The government also sought to promote balanced nutrition by enhancing production of coarse cereals like bajra, ragi, jowar and other millets. The programme will cover 25,000 villages.
Another Rs 300 crore was provided to increase fodder production, essential for sustained production of milk. To augment domestic supply of fodder, import duty was exempted on de-oiled rice bran cake and duty of 10 per cent was slapped to discourage its export.
"De-oiled rice bran cake constitutes an important ingredient of cattle feed and its improved availability would have a positive impact on milk production," he said.
The Finance Minister made a provision of Rs 400 crore for bringing green revolution in the eastern India, mainly West Bengal and Bihar's rice-based areas. This scheme was launched last year.
For sustained growth in agricultural crops, Mukherjee proposed to promote organic farming. He further announced reduction in import duty on specified machineries to 2.5 per cent from the existing 5 per cent.
Besides this, import duty on micro-irrigation equipment was also slashed to 5 per cent from the 7.5 per cent.

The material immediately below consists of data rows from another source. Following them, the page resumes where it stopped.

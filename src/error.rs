use axum::{
    http::StatusCode,
    response::{IntoResponse, Json},
};
use serde_json::json;

use crate::services::history_service::DuplicateReport;

pub type Result<T> = std::result::Result<T, Error>;

#[derive(Debug, thiserror::Error)]
pub enum Error {
    #[error("Configuration error: {0}")]
    Config(String),

    #[error("Bad request: {0}")]
    BadRequest(String),

    #[error("Unauthorized: {0}")]
    Unauthorized(String),

    #[error("Forbidden: {0}")]
    Forbidden(String),

    #[error("Not found: {0}")]
    NotFound(String),

    #[error("Conflict: {0}")]
    Conflict(String),

    #[error("Invalid CPF: {0}")]
    InvalidCpf(String),

    #[error("Invalid pipeline stage: {0}")]
    InvalidStage(String),

    #[error("Score must be between 0 and 10, got {0}")]
    InvalidScore(String),

    #[error("Payload too large: {0}")]
    PayloadTooLarge(String),

    #[error("Candidate has {} previous application(s) on record", .0.matches.len())]
    DuplicateCandidate(DuplicateReport),

    #[error("Database error: {0}")]
    Database(sqlx::Error),

    #[error("Migration error: {0}")]
    Migrate(#[from] sqlx::migrate::MigrateError),

    #[error("Validation error: {0}")]
    Validation(#[from] validator::ValidationErrors),

    #[error("JSON error: {0}")]
    Json(#[from] serde_json::Error),

    #[error("Token error: {0}")]
    Token(#[from] jsonwebtoken::errors::Error),

    #[error("Internal error: {0}")]
    Internal(String),

    #[error("IO error: {0}")]
    Io(#[from] std::io::Error),

    #[error("Multipart error: {0}")]
    Multipart(#[from] axum::extract::multipart::MultipartError),

    #[error("Excel export error: {0}")]
    Xlsx(#[from] rust_xlsxwriter::XlsxError),
}

impl IntoResponse for Error {
    fn into_response(self) -> axum::response::Response {
        if let Error::DuplicateCandidate(report) = &self {
            let body = Json(json!({ "error": self.to_string(), "duplicate": report }));
            return (StatusCode::CONFLICT, body).into_response();
        }

        let (status, error_message) = match self {
            Error::BadRequest(msg) => (StatusCode::BAD_REQUEST, msg),
            Error::Unauthorized(msg) => (StatusCode::UNAUTHORIZED, msg),
            Error::Forbidden(msg) => (StatusCode::FORBIDDEN, msg),
            Error::NotFound(msg) => (StatusCode::NOT_FOUND, msg),
            Error::Conflict(msg) => (StatusCode::CONFLICT, msg),
            err @ (Error::InvalidCpf(_) | Error::InvalidStage(_) | Error::InvalidScore(_)) => {
                (StatusCode::BAD_REQUEST, err.to_string())
            }
            Error::PayloadTooLarge(msg) => (StatusCode::PAYLOAD_TOO_LARGE, msg),
            Error::Validation(err) => (StatusCode::BAD_REQUEST, err.to_string()),
            Error::Json(err) => (StatusCode::BAD_REQUEST, err.to_string()),
            Error::Multipart(err) => (StatusCode::BAD_REQUEST, err.to_string()),
            Error::Token(_) => (StatusCode::UNAUTHORIZED, "invalid_token".to_string()),
            Error::Database(err) => {
                tracing::error!(error = ?err, "database operation failed");
                describe_database_error(&err)
            }
            Error::Internal(msg) => {
                tracing::error!("internal error: {}", msg);
                (StatusCode::INTERNAL_SERVER_ERROR, msg)
            }
            Error::Io(err) => {
                tracing::error!(error = ?err, "io failure");
                (StatusCode::INTERNAL_SERVER_ERROR, err.to_string())
            }
            Error::Xlsx(err) => {
                tracing::error!(error = ?err, "export failed");
                (StatusCode::INTERNAL_SERVER_ERROR, format!("Export error: {}", err))
            }
            other => {
                tracing::error!(error = %other, "unhandled error");
                (
                    StatusCode::INTERNAL_SERVER_ERROR,
                    "An unexpected error occurred".to_string(),
                )
            }
        };

        let body = Json(json!({ "error": error_message }));
        (status, body).into_response()
    }
}

impl From<sqlx::Error> for Error {
    fn from(err: sqlx::Error) -> Self {
        match err {
            sqlx::Error::RowNotFound => Error::NotFound("Resource not found".to_string()),
            other => Error::Database(other),
        }
    }
}

/// Best-effort readable message for known PostgreSQL SQLSTATE codes.
pub fn describe_database_error(err: &sqlx::Error) -> (StatusCode, String) {
    let code = match err {
        sqlx::Error::Database(db) => db.code().map(|c| c.into_owned()),
        _ => None,
    };
    match code.as_deref() {
        Some(code) => describe_sqlstate(code),
        None => (
            StatusCode::INTERNAL_SERVER_ERROR,
            "Database operation failed, please try again".to_string(),
        ),
    }
}

fn describe_sqlstate(code: &str) -> (StatusCode, String) {
    match code {
        "23505" => (
            StatusCode::CONFLICT,
            "A record with these details already exists".to_string(),
        ),
        "23503" => (
            StatusCode::CONFLICT,
            "The referenced record no longer exists".to_string(),
        ),
        "23502" => (
            StatusCode::BAD_REQUEST,
            "A required field is missing".to_string(),
        ),
        "22P02" => (
            StatusCode::BAD_REQUEST,
            "A value has an invalid format".to_string(),
        ),
        "42501" => (
            StatusCode::FORBIDDEN,
            "Permission denied for this operation".to_string(),
        ),
        _ => (
            StatusCode::INTERNAL_SERVER_ERROR,
            "Database operation failed, please try again".to_string(),
        ),
    }
}
use axum::{http::StatusCode, response::IntoResponse, Json};
use serde_json::json;

#[axum::debug_handler]
pub async fn health() -> impl IntoResponse {
    let body = json!({
        "status": "ok",
        "version": env!("CARGO_PKG_VERSION"),
    });
    (StatusCode::OK, Json(body))
}
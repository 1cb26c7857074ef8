use serde::{Deserialize, Serialize};
use std::fmt;

/// Length of a fully punctuated CPF (`###.###.###-##`).
pub const MASK_LEN: usize = 14;
const DIGITS: usize = 11;

pub fn digits_only(input: &str) -> String {
    input.chars().filter(|c| c.is_ascii_digit()).collect()
}

/// Standard CPF check-digit validation. Formatting characters are ignored.
pub fn is_valid_cpf(input: &str) -> bool {
    let digits: Vec<u32> = input.chars().filter_map(|c| c.to_digit(10)).collect();
    if digits.len() != DIGITS || input.chars().any(|c| c.is_alphabetic()) {
        return false;
    }
    if digits.iter().all(|d| *d == digits[0]) {
        return false;
    }

    check_digit(&digits[..9]) == digits[9] && check_digit(&digits[..10]) == digits[10]
}

// Weights run from len+1 down to 2.
fn check_digit(digits: &[u32]) -> u32 {
    let top = digits.len() as u32 + 1;
    let sum: u32 = digits
        .iter()
        .enumerate()
        .map(|(i, d)| d * (top - i as u32))
        .sum();
    match (sum * 10) % 11 {
        10 | 11 => 0,
        r => r,
    }
}

/// Progressive input mask: keeps at most 11 digits and punctuates them as
/// `###.###.###-##` while they accumulate.
pub fn format_cpf(input: &str) -> String {
    let digits: String = digits_only(input).chars().take(DIGITS).collect();
    let mut out = String::with_capacity(MASK_LEN);
    for (i, c) in digits.chars().enumerate() {
        match i {
            3 | 6 => out.push('.'),
            9 => out.push('-'),
            _ => {}
        }
        out.push(c);
    }
    out
}

/// Validation only runs once the mask is complete.
pub fn should_validate(formatted: &str) -> bool {
    formatted.chars().count() == MASK_LEN
}

/// A CPF that passed check-digit validation. Holds the 11 bare digits.
#[derive(Debug, Clone, PartialEq, Eq, Hash, Serialize, Deserialize)]
#[serde(try_from = "String", into = "String")]
pub struct Cpf(String);

impl Cpf {
    pub fn parse(input: &str) -> Option<Self> {
        if is_valid_cpf(input) {
            Some(Self(digits_only(input)))
        } else {
            None
        }
    }

    pub fn digits(&self) -> &str {
        &self.0
    }

    pub fn formatted(&self) -> String {
        format_cpf(&self.0)
    }
}

impl fmt::Display for Cpf {
    fn fmt(&self, f: &mut fmt::Formatter<'_>) -> fmt::Result {
        f.write_str(&self.formatted())
    }
}

impl TryFrom<String> for Cpf {
    type Error = String;

    fn try_from(value: String) -> Result<Self, Self::Error> {
        Cpf::parse(&value).ok_or_else(|| format!("invalid CPF: {}", value))
    }
}

impl From<Cpf> for String {
    fn from(value: Cpf) -> Self {
        value.0
    }
}

#[cfg(test)]
mod tests {
    use super::*;

    const VALID: &str = "529.982.247-25";

    #[test]
    fn accepts_known_valid_cpf() {
        assert!(is_valid_cpf(VALID));
        assert!(is_valid_cpf("52998224725"));
        assert!(is_valid_cpf("111.444.777-35"));
    }

    #[test]
    fn rejects_repeated_digits() {
        for d in 0..=9 {
            let cpf = d.to_string().repeat(11);
            assert!(!is_valid_cpf(&cpf), "{} should be rejected", cpf);
        }
    }

    #[test]
    fn rejects_wrong_length() {
        assert!(!is_valid_cpf("5299822472"));
        assert!(!is_valid_cpf("529982247250"));
        assert!(!is_valid_cpf(""));
    }

    #[test]
    fn single_digit_mutations_break_validity() {
        // Bumping any single digit of 52998224725 by one changes a check digit.
        let base: Vec<char> = "52998224725".chars().collect();
        for pos in 0..11 {
            let mut mutated = base.clone();
            let d = mutated[pos].to_digit(10).unwrap();
            mutated[pos] = char::from_digit((d + 1) % 10, 10).unwrap();
            let s: String = mutated.into_iter().collect();
            assert!(!is_valid_cpf(&s), "mutation at {} produced valid {}", pos, s);
        }
    }

    #[test]
    fn rejects_letters_mixed_in() {
        assert!(!is_valid_cpf("52998224725a"));
    }

    #[test]
    fn formats_progressively() {
        assert_eq!(format_cpf("529"), "529");
        assert_eq!(format_cpf("5299"), "529.9");
        assert_eq!(format_cpf("5299822"), "529.982.2");
        assert_eq!(format_cpf("5299822472"), "529.982.247-2");
        assert_eq!(format_cpf("52998224725"), VALID);
    }

    #[test]
    fn formatting_is_idempotent_and_truncates() {
        assert_eq!(format_cpf(VALID), VALID);
        assert_eq!(format_cpf(&format_cpf(VALID)), VALID);
        assert_eq!(format_cpf("529982247251234"), VALID);
    }

    #[test]
    fn validation_waits_for_full_mask() {
        assert!(!should_validate(&format_cpf("5299822472")));
        assert!(should_validate(&format_cpf("52998224725")));
    }

    #[test]
    fn cpf_newtype_stores_digits() {
        let cpf = Cpf::parse(VALID).unwrap();
        assert_eq!(cpf.digits(), "52998224725");
        assert_eq!(cpf.to_string(), VALID);
        assert!(Cpf::parse("123.456.789-00").is_none());
    }

    #[test]
    fn cpf_deserializes_through_validation() {
        let ok: Cpf = serde_json::from_str("\"529.982.247-25\"").unwrap();
        assert_eq!(ok.digits(), "52998224725");
        assert!(serde_json::from_str::<Cpf>("\"11111111111\"").is_err());
    }
}
use axum::{
    extract::{Query, State},
    response::sse::{KeepAlive, Sse},
    response::IntoResponse,
};
use serde::Deserialize;

use crate::AppState;

#[derive(Debug, Default, Deserialize)]
#[serde(default)]
pub struct EventsQuery {
    pub table: Option<String>,
}

/// Server-sent row changes. Clients refetch what they display when an
/// event arrives.
#[axum::debug_handler]
pub async fn stream_events(
    State(state): State<AppState>,
    Query(query): Query<EventsQuery>,
) -> impl IntoResponse {
    let table = query.table.filter(|t| !t.trim().is_empty());
    tracing::debug!(
        ?table,
        subscribers = state.feed.subscriber_count(),
        "change feed subscriber connected"
    );
    Sse::new(state.feed.event_stream(table)).keep_alive(KeepAlive::default())
}
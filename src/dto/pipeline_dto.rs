use rust_decimal::Decimal;
use serde::{Deserialize, Serialize};
use validator::Validate;

/// Stage arrives as text so unknown values surface as an invalid stage
/// rather than a generic decode error.
#[derive(Debug, Clone, Serialize, Deserialize, Validate)]
pub struct MoveStagePayload {
    #[validate(length(min = 1))]
    pub stage: String,
    pub score: Option<Decimal>,
    pub notes: Option<String>,
    pub rejection_reason: Option<String>,
}
use axum::{
    extract::{Request, State},
    http::StatusCode,
    middleware::Next,
    response::{IntoResponse, Json, Response},
};
use serde_json::json;

use crate::AppState;

fn reject(error: &str) -> Response {
    (StatusCode::UNAUTHORIZED, Json(json!({ "error": error }))).into_response()
}

/// Requires a live session token and exposes its claims to handlers.
pub async fn require_bearer_auth(
    State(state): State<AppState>,
    mut req: Request,
    next: Next,
) -> Response {
    let Some(auth_header) = req.headers().get(axum::http::header::AUTHORIZATION) else {
        return reject("missing_authorization");
    };
    let Ok(auth_str) = auth_header.to_str() else {
        return reject("bad_authorization");
    };
    let Some(token) = auth_str.strip_prefix("Bearer ") else {
        return reject("unsupported_scheme");
    };

    match state.auth_service.authenticate(token.trim()).await {
        Ok(claims) => {
            req.extensions_mut().insert(claims);
            next.run(req).await
        }
        Err(e) => {
            tracing::debug!(error = %e, "rejected bearer token");
            reject("invalid_token")
        }
    }
}
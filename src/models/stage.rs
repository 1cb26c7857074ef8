use chrono::{DateTime, Utc};
use rust_decimal::Decimal;
use serde::{Deserialize, Serialize};
use std::fmt;
use std::str::FromStr;
use uuid::Uuid;

/// The fixed hiring pipeline. Declaration order is board order.
#[derive(Debug, Clone, Copy, PartialEq, Eq, Hash, PartialOrd, Ord, Serialize, Deserialize)]
#[serde(rename_all = "snake_case")]
pub enum PipelineStage {
    Triagem,
    PreEntrevista,
    EntrevistaRh,
    TesteTecnico,
    TesteComportamental,
    EntrevistaFinal,
    Aprovado,
    Reprovado,
}

impl PipelineStage {
    pub const ALL: [PipelineStage; 8] = [
        PipelineStage::Triagem,
        PipelineStage::PreEntrevista,
        PipelineStage::EntrevistaRh,
        PipelineStage::TesteTecnico,
        PipelineStage::TesteComportamental,
        PipelineStage::EntrevistaFinal,
        PipelineStage::Aprovado,
        PipelineStage::Reprovado,
    ];

    pub fn as_str(&self) -> &'static str {
        match self {
            PipelineStage::Triagem => "triagem",
            PipelineStage::PreEntrevista => "pre_entrevista",
            PipelineStage::EntrevistaRh => "entrevista_rh",
            PipelineStage::TesteTecnico => "teste_tecnico",
            PipelineStage::TesteComportamental => "teste_comportamental",
            PipelineStage::EntrevistaFinal => "entrevista_final",
            PipelineStage::Aprovado => "aprovado",
            PipelineStage::Reprovado => "reprovado",
        }
    }

    /// Column title on the board.
    pub fn label(&self) -> &'static str {
        match self {
            PipelineStage::Triagem => "Triagem",
            PipelineStage::PreEntrevista => "Pré-entrevista",
            PipelineStage::EntrevistaRh => "Entrevista RH",
            PipelineStage::TesteTecnico => "Teste técnico",
            PipelineStage::TesteComportamental => "Teste comportamental",
            PipelineStage::EntrevistaFinal => "Entrevista final",
            PipelineStage::Aprovado => "Aprovado",
            PipelineStage::Reprovado => "Reprovado",
        }
    }

    pub fn is_terminal(&self) -> bool {
        matches!(self, PipelineStage::Aprovado | PipelineStage::Reprovado)
    }
}

impl fmt::Display for PipelineStage {
    fn fmt(&self, f: &mut fmt::Formatter<'_>) -> fmt::Result {
        f.write_str(self.as_str())
    }
}

#[derive(Debug, Clone, PartialEq, Eq, thiserror::Error)]
#[error("unknown pipeline stage: {0}")]
pub struct UnknownStage(pub String);

impl FromStr for PipelineStage {
    type Err = UnknownStage;

    fn from_str(s: &str) -> Result<Self, Self::Err> {
        PipelineStage::ALL
            .iter()
            .copied()
            .find(|stage| stage.as_str() == s.trim())
            .ok_or_else(|| UnknownStage(s.to_string()))
    }
}

pub const STAGE_STATUS_IN_PROGRESS: &str = "in_progress";

/// One entry of the append-only stage log. The log outlives the active
/// row: archiving points it at the history record.
#[derive(Debug, Clone, Serialize, Deserialize)]
pub struct StageRecord {
    pub id: Uuid,
    pub candidate_id: Uuid,
    pub history_id: Option<Uuid>,
    pub stage: PipelineStage,
    pub status: String,
    pub score: Option<Decimal>,
    pub notes: Option<String>,
    pub rejection_reason: Option<String>,
    pub created_by: Option<Uuid>,
    pub created_at: DateTime<Utc>,
}

#[derive(Debug, Clone)]
pub struct NewStageRecord {
    pub candidate_id: Uuid,
    pub stage: PipelineStage,
    pub score: Option<Decimal>,
    pub notes: Option<String>,
    pub rejection_reason: Option<String>,
    pub created_by: Option<Uuid>,
}

/// The current stage is the most recent log entry. On equal timestamps the
/// later entry in the slice wins.
pub fn project_current_stage(records: &[StageRecord]) -> Option<PipelineStage> {
    records
        .iter()
        .max_by_key(|r| r.created_at)
        .map(|r| r.stage)
}

/// Scores live in [0, 10], both ends inclusive.
pub fn score_in_range(score: Decimal) -> bool {
    score >= Decimal::ZERO && score <= Decimal::TEN
}

#[cfg(test)]
mod tests {
    use super::*;
    use chrono::Duration;

    fn record(stage: PipelineStage, at: DateTime<Utc>) -> StageRecord {
        StageRecord {
            id: Uuid::new_v4(),
            candidate_id: Uuid::nil(),
            history_id: None,
            stage,
            status: STAGE_STATUS_IN_PROGRESS.to_string(),
            score: None,
            notes: None,
            rejection_reason: None,
            created_by: None,
            created_at: at,
        }
    }

    #[test]
    fn parses_every_known_stage() {
        for stage in PipelineStage::ALL {
            assert_eq!(stage.as_str().parse::<PipelineStage>().unwrap(), stage);
        }
    }

    #[test]
    fn rejects_unknown_stage() {
        assert!("contratado".parse::<PipelineStage>().is_err());
        assert!("".parse::<PipelineStage>().is_err());
        assert!("TRIAGEM".parse::<PipelineStage>().is_err());
    }

    #[test]
    fn serde_uses_snake_case_names() {
        let json = serde_json::to_string(&PipelineStage::EntrevistaRh).unwrap();
        assert_eq!(json, "\"entrevista_rh\"");
        assert!(serde_json::from_str::<PipelineStage>("\"nope\"").is_err());
    }

    #[test]
    fn only_outcomes_are_terminal() {
        let terminal: Vec<_> = PipelineStage::ALL
            .iter()
            .filter(|s| s.is_terminal())
            .collect();
        assert_eq!(terminal, vec![&PipelineStage::Aprovado, &PipelineStage::Reprovado]);
    }

    #[test]
    fn projection_picks_latest_record() {
        let t0 = Utc::now();
        let records = vec![
            record(PipelineStage::EntrevistaRh, t0 + Duration::seconds(10)),
            record(PipelineStage::Triagem, t0),
            record(PipelineStage::PreEntrevista, t0 + Duration::seconds(5)),
        ];
        assert_eq!(project_current_stage(&records), Some(PipelineStage::EntrevistaRh));
        assert_eq!(project_current_stage(&[]), None);
    }

    #[test]
    fn projection_breaks_ties_by_log_order() {
        let t0 = Utc::now();
        let records = vec![
            record(PipelineStage::Triagem, t0),
            record(PipelineStage::PreEntrevista, t0),
        ];
        assert_eq!(project_current_stage(&records), Some(PipelineStage::PreEntrevista));
    }

    #[test]
    fn score_bounds_are_inclusive() {
        assert!(score_in_range(Decimal::ZERO));
        assert!(score_in_range(Decimal::TEN));
        assert!(score_in_range(Decimal::new(75, 1)));
        assert!(!score_in_range(Decimal::new(-1, 1)));
        assert!(!score_in_range(Decimal::new(101, 1)));
    }
}
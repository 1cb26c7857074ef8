mod common;

use axum::http::StatusCode;
use common::{get_request, json_request, TestApp};
use serde_json::{json, Value as JsonValue};

async fn create_candidate(app: &TestApp, token: &str, body: JsonValue) -> (StatusCode, JsonValue) {
    app.send(json_request("POST", "/api/candidates", Some(token), &body))
        .await
}

async fn move_stage(
    app: &TestApp,
    token: &str,
    id: &str,
    body: JsonValue,
) -> (StatusCode, JsonValue) {
    app.send(json_request(
        "POST",
        &format!("/api/candidates/{}/stage", id),
        Some(token),
        &body,
    ))
    .await
}

#[tokio::test]
async fn invalid_cpf_is_rejected() {
    let app = TestApp::spawn().await;
    let token = app.login().await;
    let (status, _) = create_candidate(
        &app,
        &token,
        json!({ "full_name": "Ana Souza", "email": "ana@example.com", "tax_id": "111.111.111-11" }),
    )
    .await;
    assert_eq!(status, StatusCode::BAD_REQUEST);
}

#[tokio::test]
async fn rejection_archives_and_gates_the_next_application() {
    let app = TestApp::spawn().await;
    let token = app.login().await;

    let (status, created) = create_candidate(
        &app,
        &token,
        json!({
            "full_name": "Ana Souza",
            "email": "ana@example.com",
            "phone": "(11) 98888-7777",
            "tax_id": "529.982.247-25"
        }),
    )
    .await;
    assert_eq!(status, StatusCode::CREATED, "{}", created);
    assert_eq!(created["tax_id"], "52998224725");
    let id = created["id"].as_str().unwrap().to_string();

    let (status, _) = move_stage(&app, &token, &id, json!({ "stage": "reprovado" })).await;
    assert_eq!(status, StatusCode::BAD_REQUEST, "rejection needs a reason");

    let (status, outcome) = move_stage(
        &app,
        &token,
        &id,
        json!({ "stage": "reprovado", "rejection_reason": "Perfil não aderente" }),
    )
    .await;
    assert_eq!(status, StatusCode::OK, "{}", outcome);
    assert_eq!(outcome["outcome"], "rejected");
    assert_eq!(outcome["history"]["final_status"], "rejected");
    assert_eq!(outcome["history"]["notes"], "Perfil não aderente");

    let (status, _) = app
        .send(get_request(&format!("/api/candidates/{}", id), Some(&token)))
        .await;
    assert_eq!(status, StatusCode::NOT_FOUND);

    let (_, history) = app.send(get_request("/api/history", Some(&token))).await;
    assert_eq!(history.as_array().unwrap().len(), 1);

    let history_id = outcome["history"]["id"].as_str().unwrap();
    let (status, log) = app
        .send(get_request(
            &format!("/api/history/{}/stages", history_id),
            Some(&token),
        ))
        .await;
    assert_eq!(status, StatusCode::OK);
    assert_eq!(log[0]["stage"], "reprovado");
    assert_eq!(log[0]["id"], outcome["record"]["id"]);
    assert_eq!(log[0]["history_id"], history_id);

    let again = json!({
        "full_name": "Ana Souza",
        "email": "ana.souza@example.com",
        "tax_id": "52998224725"
    });
    let (status, body) = create_candidate(&app, &token, again.clone()).await;
    assert_eq!(status, StatusCode::CONFLICT);
    assert_eq!(body["duplicate"]["has_been_rejected"], true);
    assert_eq!(body["duplicate"]["matches"].as_array().unwrap().len(), 1);

    let mut forced = again;
    forced["force"] = json!(true);
    let (status, _) = create_candidate(&app, &token, forced).await;
    assert_eq!(status, StatusCode::CREATED);
}

#[tokio::test]
async fn duplicate_lookup_by_phone() {
    let app = TestApp::spawn().await;
    let token = app.login().await;

    let (_, created) = create_candidate(
        &app,
        &token,
        json!({ "full_name": "Bruno Lima", "email": "bruno@example.com", "phone": "11977776666" }),
    )
    .await;
    let id = created["id"].as_str().unwrap().to_string();
    move_stage(
        &app,
        &token,
        &id,
        json!({ "stage": "reprovado", "rejection_reason": "Sem disponibilidade" }),
    )
    .await;

    let (status, report) = app
        .send(get_request(
            "/api/candidates/duplicates?phone=(11)%2097777-6666",
            Some(&token),
        ))
        .await;
    assert_eq!(status, StatusCode::OK);
    assert_eq!(report["matches"].as_array().unwrap().len(), 1);
    assert_eq!(report["has_been_rejected"], true);
    assert_eq!(report["has_talent_pool"], false);
}

#[tokio::test]
async fn stage_moves_are_logged_and_validated() {
    let app = TestApp::spawn().await;
    let token = app.login().await;
    let (_, created) = create_candidate(
        &app,
        &token,
        json!({ "full_name": "Carla Dias", "email": "carla@example.com" }),
    )
    .await;
    let id = created["id"].as_str().unwrap().to_string();

    let (status, _) = move_stage(&app, &token, &id, json!({ "stage": "contratado" })).await;
    assert_eq!(status, StatusCode::BAD_REQUEST);

    let (status, _) = move_stage(
        &app,
        &token,
        &id,
        json!({ "stage": "entrevista_rh", "score": 10.5 }),
    )
    .await;
    assert_eq!(status, StatusCode::BAD_REQUEST);

    let (status, outcome) = move_stage(
        &app,
        &token,
        &id,
        json!({ "stage": "entrevista_rh", "score": 8.5, "notes": "Boa comunicação" }),
    )
    .await;
    assert_eq!(status, StatusCode::OK);
    assert_eq!(outcome["outcome"], "moved");
    assert_eq!(outcome["candidate"]["current_stage"], "entrevista_rh");
    assert_eq!(outcome["candidate"]["status"], "in_process");

    let (status, outcome) =
        move_stage(&app, &token, &id, json!({ "stage": "entrevista_rh" })).await;
    assert_eq!(status, StatusCode::OK);
    assert_eq!(outcome["outcome"], "unchanged");

    let (_, log) = app
        .send(get_request(&format!("/api/candidates/{}/stages", id), Some(&token)))
        .await;
    assert_eq!(log.as_array().unwrap().len(), 1);

    let (status, outcome) = move_stage(&app, &token, &id, json!({ "stage": "aprovado" })).await;
    assert_eq!(status, StatusCode::OK);
    assert_eq!(outcome["outcome"], "hired");
    assert_eq!(outcome["candidate"]["status"], "hired");

    let (status, _) =
        move_stage(&app, &token, &id, json!({ "stage": "triagem" })).await;
    assert_eq!(status, StatusCode::CONFLICT);
}

#[tokio::test]
async fn board_groups_candidates_by_stage() {
    let app = TestApp::spawn().await;
    let token = app.login().await;
    let (_, first) = create_candidate(
        &app,
        &token,
        json!({ "full_name": "Davi Rocha", "email": "davi@example.com" }),
    )
    .await;
    create_candidate(
        &app,
        &token,
        json!({ "full_name": "Elisa Melo", "email": "elisa@example.com" }),
    )
    .await;
    let id = first["id"].as_str().unwrap().to_string();
    move_stage(&app, &token, &id, json!({ "stage": "teste_tecnico" })).await;

    let (status, board) = app
        .send(get_request("/api/pipeline/board", Some(&token)))
        .await;
    assert_eq!(status, StatusCode::OK);
    let columns = board.as_array().unwrap();
    assert_eq!(columns.len(), 8);
    assert_eq!(columns[0]["stage"], "triagem");
    assert_eq!(columns[0]["candidates"].as_array().unwrap().len(), 1);
    assert_eq!(columns[3]["stage"], "teste_tecnico");
    assert_eq!(columns[3]["candidates"].as_array().unwrap().len(), 1);
}

#[tokio::test]
async fn proposal_responses() {
    let app = TestApp::spawn().await;
    let token = app.login().await;
    let (_, declining) = create_candidate(
        &app,
        &token,
        json!({ "full_name": "Fabio Nunes", "email": "fabio@example.com" }),
    )
    .await;
    let (_, accepting) = create_candidate(
        &app,
        &token,
        json!({ "full_name": "Gabi Prado", "email": "gabi@example.com" }),
    )
    .await;
    let declining = declining["id"].as_str().unwrap().to_string();
    let accepting = accepting["id"].as_str().unwrap().to_string();

    let (status, outcome) = app
        .send(json_request(
            "POST",
            &format!("/api/candidates/{}/proposal-response", declining),
            Some(&token),
            &json!({ "accepted": false }),
        ))
        .await;
    assert_eq!(status, StatusCode::OK);
    assert_eq!(outcome["outcome"], "declined");
    assert_eq!(outcome["candidate"]["talent_pool"], true);
    assert!(outcome["candidate"]["talent_notes"]
        .as_str()
        .unwrap()
        .ends_with("Proposta recusada pelo candidato"));

    let (status, outcome) = app
        .send(json_request(
            "POST",
            &format!("/api/candidates/{}/proposal-response", accepting),
            Some(&token),
            &json!({ "accepted": true }),
        ))
        .await;
    assert_eq!(status, StatusCode::OK);
    assert_eq!(outcome["outcome"], "accepted");
    assert_eq!(outcome["history"]["final_status"], "approved");

    let (_, list) = app.send(get_request("/api/candidates", Some(&token))).await;
    assert_eq!(list["total"], 1);
    let (_, pool) = app.send(get_request("/api/talent-pool", Some(&token))).await;
    assert_eq!(pool["total"], 1);
}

Last year, the government had delineated a four-pronged strategy covering agri-production, reduction in wastage of produce, farm credit support, and a thrust to food processing.
"These initiatives have started showing results but there are other issues in our food economy that require attention," Mukherjee noted.
Noting that agriculture development is central to the country's growth strategy, he said that private investment in farm and food processing activities has to be deepened further. The Finance Minister allocated a Plan and non-Plan outlay of Rs 24,176.72 crore for the agriculture ministry in the 2011-12 fiscal, against Rs 24,216 crore last year.
The central plan for agriculture ministry was lowered to Rs 13,662 crore for next fiscal from Rs 14,049 crore last year.
"Budget could have done more for the farm sector"
Several agri-experts, including noted scientist M S Swaminathan,said the Budget 2011-12 did not address several important issues facing agriculture, although they welcomed some proposals as being pro-farm.
Swaminathan, known as the father of the Green Revolution in India, said the Budget had several good proposals but it did not have a strategy to keep farmers on farm and attract youth in the agriculture sector.
"It is unfortunate that in a year of emerging global food crisis and persistence of food inflation, an opportunity to accelerate agricultural progress and agrarian prosperity has been missed," he added.
Swaminathan said, "The only hope for farmers is Food Security Bill which confers legal access to food. While the right to information can be implemented with the help of files, the right to food can be implemented only with the help of farmers."
Former Union Minister and agro economist Yogendra Alagh said although the certain Budget proposals were good, especially those that push public-private partnership in the sector, there is no strong anti-inflation strategy.
India Region Head of Monsanto D Narain said increasing agri-credit limit for farmers, the interest subvention and capital infusion to NABARD were "progressive" steps.
Echoing the sentiment, Secretary General of the Consortium of Indian Farmers Association Chengal Reddy lauded the Budget, especially the steps to increase farm credit target for 2011-12, and lowered interest rate on loans.
Sanjay Kaul, Head of NCMSL, a leading commodity risk manager and service provider, said that the granting of "infrastructure status" to cold chains and post-harvest facilities will encourage more investments in the sector.
Lamon Rutten, MD & CEO of leading commodity exchange MCX said, "The Budget facilitates higher capacity-creation through increased investments, and will ensure that inflationary pressures will be countered by strong supply side response".